-- PROVIDED MATERIAL follows --

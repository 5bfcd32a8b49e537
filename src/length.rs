//! Type-level encoding of HOTP token length restrictions.

mod private {
    /// Marks a trait as being for crate-internal use only.
    pub trait Sealed {}

    impl<const N: u8> Sealed for super::Length<N> {}
}

/// Uninhabited type parameterized by a `const u8` for selective trait implementations.
///
/// [`Token`](crate::Token) and [`Digest::truncate`](crate::digest::Digest::truncate) are bounded
/// on `Length<DIGITS>: TokenLength`, which moves the digit-count check to compile time.
pub enum Length<const N: u8> {}

/// Marker trait for allowable HOTP token lengths.
///
/// Per [RFC 4226][4226] section 5.3, HOTP values are at least 6 digits long and possibly 7 or 8;
/// section E.2 of appendix E extends this to 9. Each implementation carries the decimal modulus
/// used for the final reduction step, so the modulus and the digit count cannot disagree.
///
/// [4226]: https://datatracker.ietf.org/doc/html/rfc4226
pub trait TokenLength: private::Sealed {
    /// `10^N`: every token of this length is strictly below it.
    const MODULUS: u32;
}

macro_rules! impl_token_length {
    ($($n:literal => $modulus:literal),+ $(,)?) => {
        $(impl TokenLength for Length<$n> {
            const MODULUS: u32 = $modulus;
        })+
    };
}

impl_token_length! {
    6 => 1_000_000,
    7 => 10_000_000,
    8 => 100_000_000,
    9 => 1_000_000_000,
}
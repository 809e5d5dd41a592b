use super::notification_dao::Notifier;
use super::store::{ClaimOutcome, RespondOutcome, Store, TicketFilter};
use super::subscription_dao::SubscriptionRegistry;
use super::user_dao::UserDirectory;
use crate::constants;
use crate::model::{
    material::{Material, Upload},
    module::Module,
    notification::{NewNotification, NotificationType},
    subscription::SubscriptionTarget,
    ticket::{NewTicket, QueryTicket, TicketRecord, TicketStatus, TicketView},
    user::{AccessLevel, Caller},
};
use crate::types::error::{Error, Result, TicketConflict};
use crate::utils::{file, now_millis};
use std::sync::Arc;

fn validate(new: &NewTicket) -> Result<()> {
    let title = new.title.trim();
    if title.is_empty() || title.chars().count() > constants::MAX_TICKET_TITLE_LEN {
        return Err(Error::bad_request(
            format!(
                "title is required and must be at most {} characters",
                constants::MAX_TICKET_TITLE_LEN
            )
            .as_str(),
        ));
    }
    if new.content.trim().is_empty() {
        return Err(Error::bad_request("content is required"));
    }
    Ok(())
}

fn require_tutor(caller: &Caller, action: &str) -> Result<()> {
    if !caller.is_tutor() {
        return Err(Error::forbidden(
            format!("only tutors may {} tickets", action).as_str(),
        ));
    }
    Ok(())
}

/// Query tickets: `Sent -> Received -> Responded`. The tutor who owns a ticket is whoever
/// wrote its claim marker; there is no separate assignee column.
#[derive(Clone)]
pub struct TicketEngine {
    store: Arc<dyn Store>,
    users: UserDirectory,
    subscriptions: SubscriptionRegistry,
    notifier: Notifier,
}

impl TicketEngine {
    pub fn new(
        store: Arc<dyn Store>,
        users: UserDirectory,
        subscriptions: SubscriptionRegistry,
        notifier: Notifier,
    ) -> Self {
        Self {
            store,
            users,
            subscriptions,
            notifier,
        }
    }

    /// Everything is checked before anything is written; the attachment and the ticket are
    /// stored together or not at all.
    pub async fn create(
        &self,
        owner_id: i64,
        new: NewTicket,
        upload: Option<Upload>,
    ) -> Result<TicketView> {
        validate(&new)?;
        let module = self.require_module(new.module_id).await?;
        let upload = upload.filter(|u| !u.bytes.is_empty());
        if let Some(u) = &upload {
            file::validate_attachment(u)?;
        }

        let ticket = QueryTicket {
            ticket_id: 0,
            user_id: owner_id,
            module_id: module.module_id,
            title: new.title.trim().to_string(),
            content: new.content,
            status: TicketStatus::Sent,
            material_id: None,
            time_created: now_millis(),
        };
        let (ticket, _) = self.store.insert_ticket(ticket, upload.as_ref()).await?;
        tracing::info!(
            "user {} opened ticket {} in module {}",
            owner_id,
            ticket.ticket_id,
            module.module_id
        );

        self.announce(&ticket, &module).await;
        let record = TicketRecord::new(ticket, Vec::new());
        self.project(&record).await
    }

    /// Tells the module's tutor-level followers about a new ticket.
    async fn announce(&self, ticket: &QueryTicket, module: &Module) {
        let res = async {
            let followers = self
                .subscriptions
                .subscribers(SubscriptionTarget::Module(module.module_id))
                .await?;
            let tutors = self.users.get_many(followers).await?;
            let title = format!("New query ticket in {}", module.name);
            let message = format!("\"{}\"", ticket.title);
            let items: Vec<NewNotification> = tutors
                .values()
                .filter(|u| u.access_level >= AccessLevel::Tutor && u.user_id != ticket.user_id)
                .map(|u| {
                    NewNotification::new(
                        u.user_id,
                        title.as_str(),
                        message.as_str(),
                        NotificationType::NewTicket,
                        Some(ticket.ticket_id),
                    )
                })
                .collect();
            self.notifier.notify_bulk(items).await
        };
        if let Err(e) = res.await {
            tracing::warn!("new-ticket notice for ticket {} failed: {}", ticket.ticket_id, e);
        }
    }

    pub async fn claim(&self, ticket_id: i64, caller: Caller) -> Result<TicketView> {
        require_tutor(&caller, "claim")?;
        match self
            .store
            .claim_ticket(ticket_id, caller.user_id, now_millis())
            .await?
        {
            ClaimOutcome::Claimed(record) => {
                tracing::info!("tutor {} claimed ticket {}", caller.user_id, ticket_id);
                self.project(&record).await
            }
            ClaimOutcome::NotFound => Err(Self::not_found(ticket_id)),
            ClaimOutcome::Rejected(TicketStatus::Received) => {
                Err(Error::conflict(TicketConflict::AlreadyClaimed))
            }
            ClaimOutcome::Rejected(TicketStatus::Responded) => {
                Err(Error::conflict(TicketConflict::AlreadyAnswered))
            }
            ClaimOutcome::Rejected(TicketStatus::Sent) => {
                Err(Error::system_error("claim rejected on an open ticket"))
            }
        }
    }

    /// Only a tutor with an earlier response row on the ticket (normally the claim marker)
    /// may answer. Follow-up answers are allowed once `Responded`.
    pub async fn respond(
        &self,
        ticket_id: i64,
        caller: Caller,
        content: &str,
        material_id: Option<i64>,
    ) -> Result<TicketView> {
        require_tutor(&caller, "answer")?;
        if content.trim().is_empty() {
            return Err(Error::bad_request("content is required"));
        }
        if content == constants::CLAIM_SENTINEL {
            return Err(Error::bad_request("that text is reserved"));
        }
        if let Some(id) = material_id {
            self.require_material(id).await?;
        }
        let record = match self
            .store
            .respond_ticket(ticket_id, caller.user_id, content, material_id, now_millis())
            .await?
        {
            RespondOutcome::Responded(record) => record,
            RespondOutcome::NotFound => return Err(Self::not_found(ticket_id)),
            RespondOutcome::NotClaimedByCaller(TicketStatus::Sent) => {
                return Err(Error::conflict(TicketConflict::NotClaimed))
            }
            RespondOutcome::NotClaimedByCaller(_) => {
                return Err(Error::conflict(TicketConflict::ClaimedByAnother))
            }
        };
        tracing::info!("tutor {} answered ticket {}", caller.user_id, ticket_id);

        let ticket = &record.ticket;
        let item = NewNotification::new(
            ticket.user_id,
            "Your query ticket has a response",
            format!("A tutor responded to \"{}\"", ticket.title).as_str(),
            NotificationType::TicketResponse,
            Some(ticket.ticket_id),
        );
        if let Err(e) = self.notifier.notify(item).await {
            tracing::warn!("response notice for ticket {} failed: {}", ticket_id, e);
        }
        self.project(&record).await
    }

    /// Students see their own tickets only.
    pub async fn get(&self, ticket_id: i64, caller: Caller) -> Result<TicketView> {
        let record = self
            .store
            .get_ticket(ticket_id)
            .await?
            .ok_or_else(|| Self::not_found(ticket_id))?;
        if !caller.is_tutor() && record.ticket.user_id != caller.user_id {
            return Err(Error::forbidden("you may only view your own tickets"));
        }
        self.project(&record).await
    }

    /// Every ticket for tutors, the caller's own for students.
    pub async fn list(&self, caller: Caller) -> Result<Vec<TicketView>> {
        let filter = if caller.is_tutor() {
            TicketFilter::All
        } else {
            TicketFilter::OwnedBy(caller.user_id)
        };
        self.find(filter).await
    }

    /// Unclaimed tickets, optionally limited to some modules. Tutors only.
    pub async fn list_open(&self, caller: Caller, modules: Option<Vec<i64>>) -> Result<Vec<TicketView>> {
        require_tutor(&caller, "browse open")?;
        self.find(TicketFilter::Open(modules)).await
    }

    pub async fn list_for_student(&self, caller: Caller, student_id: i64) -> Result<Vec<TicketView>> {
        if !caller.is_tutor() && caller.user_id != student_id {
            return Err(Error::forbidden("you may only view your own tickets"));
        }
        self.find(TicketFilter::OwnedBy(student_id)).await
    }

    /// Tickets the tutor has claimed or answered. A tutor may only ask about themself.
    pub async fn list_for_tutor(&self, caller: Caller, tutor_id: i64) -> Result<Vec<TicketView>> {
        require_tutor(&caller, "list assigned")?;
        if caller.user_id != tutor_id {
            return Err(Error::forbidden("you may only view your own assignments"));
        }
        self.find(TicketFilter::RespondedBy(tutor_id)).await
    }

    async fn find(&self, filter: TicketFilter) -> Result<Vec<TicketView>> {
        let records = self.store.find_tickets(filter).await?;
        let mut out = Vec::with_capacity(records.len());
        for record in &records {
            out.push(self.project(record).await?);
        }
        Ok(out)
    }

    async fn project(&self, record: &TicketRecord) -> Result<TicketView> {
        let ticket = &record.ticket;
        let owner = self.users.get(ticket.user_id).await?;
        let module = self.store.get_module(ticket.module_id).await?;
        let material: Option<Material> = match ticket.material_id {
            Some(id) => self.store.get_material(id).await?,
            None => None,
        };
        let tutor = match record.current_response() {
            Some(r) => self.users.get(r.user_id).await?,
            None => None,
        };
        Ok(TicketView::project(
            record,
            owner.as_ref(),
            module.as_ref(),
            material.as_ref(),
            tutor.as_ref(),
        ))
    }

    async fn require_module(&self, module_id: i64) -> Result<Module> {
        self.store
            .get_module(module_id)
            .await?
            .ok_or_else(|| Error::not_found(format!("module {} not found", module_id).as_str()))
    }

    async fn require_material(&self, material_id: i64) -> Result<Material> {
        self.store
            .get_material(material_id)
            .await?
            .ok_or_else(|| Error::not_found(format!("material {} not found", material_id).as_str()))
    }

    fn not_found(ticket_id: i64) -> Error {
        Error::not_found(format!("ticket {} not found", ticket_id).as_str())
    }
}
use super::forms::{check, SendMessageForm};
use crate::config::init::AppState;
use crate::model::user::Caller;
use crate::types::{
    error_response::ErrorResponse,
    response::{Response, ResponseResult},
};
use axum::{
    extract::{Extension, Json as AxumJson, Path},
    response::IntoResponse,
};
use std::sync::Arc;

pub async fn conversations(
    Extension(state): Extension<Arc<AppState>>,
    Extension(caller): Extension<Caller>,
) -> ResponseResult {
    Ok(Response::from(state.messages.conversations(caller.user_id).await?).into_response())
}

pub async fn with_user(
    Extension(state): Extension<Arc<AppState>>,
    Extension(caller): Extension<Caller>,
    Path(other_id): Path<i64>,
) -> ResponseResult {
    let thread = state.messages.with_user(caller.user_id, other_id).await?;
    Ok(Response::from(thread).into_response())
}

pub async fn send(
    Extension(state): Extension<Arc<AppState>>,
    Extension(caller): Extension<Caller>,
    AxumJson(form): AxumJson<SendMessageForm>,
) -> ResponseResult {
    check(&form)?;
    let msg = state
        .messages
        .send(caller.user_id, form.recipient_id, form.content.as_str(), form.material_id)
        .await?;
    Ok(Response::new("message sent", msg).into_response())
}

pub async fn mark_read(
    Extension(state): Extension<Arc<AppState>>,
    Extension(caller): Extension<Caller>,
    Path(message_id): Path<i64>,
) -> ResponseResult {
    match state.messages.mark_read(message_id, caller.user_id).await? {
        true => Ok(Response::from_msg("message marked as read").into_response()),
        false => Err(ErrorResponse::not_found_with_str("message not found")),
    }
}

pub async fn unread_count(
    Extension(state): Extension<Arc<AppState>>,
    Extension(caller): Extension<Caller>,
) -> ResponseResult {
    let count = state.messages.unread_count(caller.user_id).await?;
    Ok(Response::from(crate::json_map!("count" => count)).into_response())
}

-- PROVIDED MATERIAL concluded --

INSTRUCTIONS TO FOLLOW: Show the lines of the records above that mention "TicketEngine".

EXERCISE RESPONSE:
pub struct TicketEngine {
impl TicketEngine {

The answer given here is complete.